Problem:
Your answer must be one number: the count of lines below that hold the word "long".

Stored data entries:
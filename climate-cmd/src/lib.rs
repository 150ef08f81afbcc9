//! Command implementations for the climate dashboard CLI.
//!
//! Every command loads the datasets from a data directory, derives the
//! dashboard aggregates once and then works on the loaded data only.

use clap::{Args, Subcommand};
use std::path::PathBuf;

pub mod export;
pub mod load;
pub mod render;
pub mod simulate;
pub mod summary;

/// Where the datasets and the optional config file live.
#[derive(Args, Debug, Clone)]
pub struct DataArgs {
    /// Directory holding the four dataset CSVs
    #[arg(short = 'd', long, default_value = "fixtures")]
    pub data_dir: PathBuf,

    /// JSON dashboard config (snapshot date, default city, download filename)
    #[arg(short = 'c', long)]
    pub config: Option<PathBuf>,
}

#[derive(Subcommand)]
pub enum Command {
    /// Print mean temperatures of the monthly table grouped by one or more columns
    Summary {
        #[command(flatten)]
        data: DataArgs,

        /// Grouping column; repeat to group by several
        #[arg(long = "by", default_value = "city")]
        by: Vec<String>,
    },

    /// Write the monthly aggregate download to a directory
    Export {
        #[command(flatten)]
        data: DataArgs,

        /// Output directory
        #[arg(short = 'o', long, default_value = ".")]
        out_dir: PathBuf,
    },

    /// Print one output slot as JSON
    Render {
        #[command(flatten)]
        data: DataArgs,

        /// Output slot id, e.g. bar-chart
        #[arg(short = 's', long)]
        slot: String,

        /// City for the filtered slots (defaults to the configured city)
        #[arg(long)]
        city: Option<String>,
    },

    /// Replay selector events (`session:input=value`) and report recomputed slots
    Simulate {
        #[command(flatten)]
        data: DataArgs,

        /// Events in order, e.g. alice:dropdown1=Madrid
        #[arg(required = true)]
        events: Vec<String>,
    },
}

pub async fn run(command: Command) -> anyhow::Result<()> {
    match command {
        Command::Summary { data, by } => {
            let data = load::load(&data)?;
            let keys: Vec<&str> = by.iter().map(String::as_str).collect();
            print!("{}", summary::run_summary(&data, &keys)?);
        }
        Command::Export { data, out_dir } => {
            let data = load::load(&data)?;
            let path = export::run_export(&data, &out_dir)?;
            println!("{}", path.display());
        }
        Command::Render { data, slot, city } => {
            let data = load::load(&data)?;
            println!("{}", render::run_render(data, &slot, city.as_deref())?);
        }
        Command::Simulate { data, events } => {
            let data = load::load(&data)?;
            let events = events
                .iter()
                .map(|e| e.parse())
                .collect::<anyhow::Result<Vec<simulate::SelectEvent>>>()?;
            for line in simulate::run_simulate(data, &events).await? {
                println!("{}", line);
            }
        }
    }
    Ok(())
}
use anyhow::Context;
use climate_views::DashboardData;
use log::info;
use std::path::{Path, PathBuf};

/// Write the download payload to `out_dir/<filename>` and return the path.
pub fn run_export(data: &DashboardData, out_dir: &Path) -> anyhow::Result<PathBuf> {
    let download = data.download();
    std::fs::create_dir_all(out_dir)
        .with_context(|| format!("Failed to create {}", out_dir.display()))?;
    let path = out_dir.join(&download.filename);
    std::fs::write(&path, &download.content)
        .with_context(|| format!("Failed to write {}", path.display()))?;
    info!("Exported {} bytes to {}", download.content.len(), path.display());
    Ok(path)
}

#[cfg(test)]
mod tests {
    use super::*;
    use crate::{load::load, tests::fixture_args};

    #[test]
    fn writes_the_download_under_its_filename() {
        let data = load(&fixture_args()).unwrap();
        let dir = std::env::temp_dir().join(format!("climate-cmd-export-{}", std::process::id()));
        let path = run_export(&data, &dir).unwrap();

        assert_eq!(path.file_name().unwrap(), "climate_monthly_final.csv");
        let written = std::fs::read(&path).unwrap();
        assert_eq!(written, data.download().content);
        assert_eq!(String::from_utf8(written).unwrap().lines().count(), 49);
        std::fs::remove_dir_all(&dir).unwrap();
    }
}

Your response:
6